After filming six Poe adaptations in Hollywood, US director Roger Corman headed to the UK in late 1963 to make his penultimate picture in the cycle, The Masque of the Red Death, which was released into cinemas on 24 June 1964.
‘Can you look around this world and believe in the goodness of a god who rules it? Famine, Pestilence, War, Disease and Death! They rule this world’

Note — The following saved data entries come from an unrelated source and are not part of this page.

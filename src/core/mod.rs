pub mod action;
pub mod command;
pub mod context;
pub mod module;

pub use action::{Action, NavigateTarget, NotifyLevel};
pub use command::{parse_command, Command};
pub use context::Context;
pub use module::Module;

In 12th-century Italy, the devil-worshipping Prince Prospero (Vincent Price) dedicates himself to cruel pleasures while a deadly plague rages through the land. Burning down a village where a woman has contracted the dreaded Red Death, he kidnaps a Christian girl, Francesca (Jane Asher) intending to corrupt her, and imprisons her father (Nigel Green) and lover (David Weston). To his castle he invites his dissolute court for a masked ball, promising them Satan’s protection from the Red Death. But there’s an uninvited guest dressed in a hooded scarlet robe who reveals himself as one of Death’s messengers…
‘If a god of love and life ever did exist… he is long since dead. Someone… something, rules in his place’
This deep dive into the velvet darkness of the occult is a poetic meditation on physical and moral corruption. The script (by R Wright Campbell, Charles Beaumont and Roger Corman) shows off rare intelligence while also faithfully adapting both Poe’s title story and his cruel comic anecdote Hop-Frog. Corman directs with economic elegance, the camerawork from future auteur Nicolas Roeg drips with colour and imagination, and the production design, sets and costumes have a lavish air. And it’s all capped off with a rousing score from English jazz musician David Lee (who wrote the Peter Sellers/Sophia Loren song Goodness Gracious Me).
Giving a nuanced performance, Price plays Prospero as a sincere philosopher whose motivation is more piety than evil intent. And he gets excellent support from Asher as the young innocent who moves his cold heart. There are also winning turns from Hazel Court, as his devilish mistress, Patrick Magee as a lecherous nobleman, and Skip Martin as the vengeful Hop-Toad.